The other major change is the use of “dead drops” instead of the postal system which has proven vulnerable to tracking and interception. Now, goods are hidden in publicly accessible places like parks and the location is given to the customer on purchase. The customer then goes to the location and picks up the goods. This means that delivery becomes asynchronous for the merchant, he can hide a lot of product in different locations for future, not yet known, purchases. For the client the time to delivery is significantly shorter than waiting for a letter or parcel shipped by traditional means – he has the product in his hands in a matter of hours instead of days. Furthermore this method does not require for the customer to give any personally identifiable information to the merchant, which in turn doesn’t have to safeguard it anymore. Less data means less risk for everyone.

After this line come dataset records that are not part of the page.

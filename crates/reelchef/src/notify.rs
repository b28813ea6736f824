//! Forwarding of job progress to an external chat channel.
//!
//! Delivery itself belongs to the caller's notifier; this module only picks
//! the events that carry a chat id and hands them over.

use std::sync::Arc;

use async_trait::async_trait;
use tokio::sync::broadcast::error::RecvError;
use tokio::task::JoinHandle;

use crate::broadcast::{JobProgressBroadcaster, JobProgressEvent};

#[async_trait]
pub trait Notifier: Send + Sync {
    async fn notify(&self, chat_id: i64, event: &JobProgressEvent);
}

/// Writes notifications to the log. Used when no chat client is configured.
#[derive(Debug, Default, Clone, Copy)]
pub struct LogNotifier;

#[async_trait]
impl Notifier for LogNotifier {
    async fn notify(&self, chat_id: i64, event: &JobProgressEvent) {
        log::info!(
            "Notify chat {}: job {} is {} ({}%)",
            chat_id,
            event.job_id,
            event.status,
            event.progress
        );
    }
}

/// Subscribes to `broadcaster` and forwards every event that has a chat id.
///
/// The task ends when the broadcaster and all its clones are dropped.
pub fn spawn_notification_bridge(
    broadcaster: &JobProgressBroadcaster,
    notifier: Arc<dyn Notifier>,
) -> JoinHandle<()> {
    let mut rx = broadcaster.subscribe();
    tokio::spawn(async move {
        loop {
            match rx.recv().await {
                Ok(event) => {
                    if let Some(chat_id) = event.telegram_chat_id {
                        notifier.notify(chat_id, &event).await;
                    }
                }
                Err(RecvError::Lagged(skipped)) => {
                    log::warn!("Notification bridge lagged, skipped {} events", skipped);
                }
                Err(RecvError::Closed) => break,
            }
        }
        log::debug!("Notification bridge stopped");
    })
}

The use of dead drops also significantly reduces the risk of the merchant to be discovered by tracking within the postal system. He does not have to visit any easily to surveil post office or letter box, instead the whole public space becomes his hiding territory.

From when I first learned about the existence of The Silk Road and its successors – places on the dark web where it’s possible to pseudo-anonymously make illicit purchases of e.g. drugs, weapons, fake ID and the like in exchange for cryptocurrencies like Bitcoin – it always seemed to me that the weak point was that the “buyer” had to provide their postal address to the “seller”. While there have, as this article describes, been a number of arrested made following postal inspections (especially as packages cross administrative boundaries), the bigger risk I’d assume that this poses to the buyer is that they must trust the seller (who is, naturally, a bigger and more-interesting target) to appropriately secure and securely-destroy that address information. In the event of a raid on a seller – or, indeed, law enforcement posing as a seller in a sting operation – the buyer is at significant risk.

That risk may not be huge for Johnny Pothead who wants to buy an ounce of weed, but it rapidly scales up for “middleman” distributors who buy drugs in bulk, repackage, and resell either on darknet markets or via conventional channels: these are obvious targets for law enforcement because their arrest disrupts the distribution chain and convictions are usually relatively easy (“intent to supply” can be demonstrated in many jurisdictions by the volume of the product in which they’re found to be in possession). A solution to this problem, for drug markets at least, with the fringe benefit of potentially faster-deliveries is pre-established dead drops (the downside, of course, is a more-limited geographical coverage and the risk of discovery by a non-purchaser, but the latter of these can at least be mitigated), and it’s unsurprising to hear that this is the direction in which the ecosystem is moving. And once you, Jenny Drugdealer, are putting that kind of infrastructure in place anyway, you might as well extend it to your regular clients too. So yeah: not surprising to see things moving in this direction.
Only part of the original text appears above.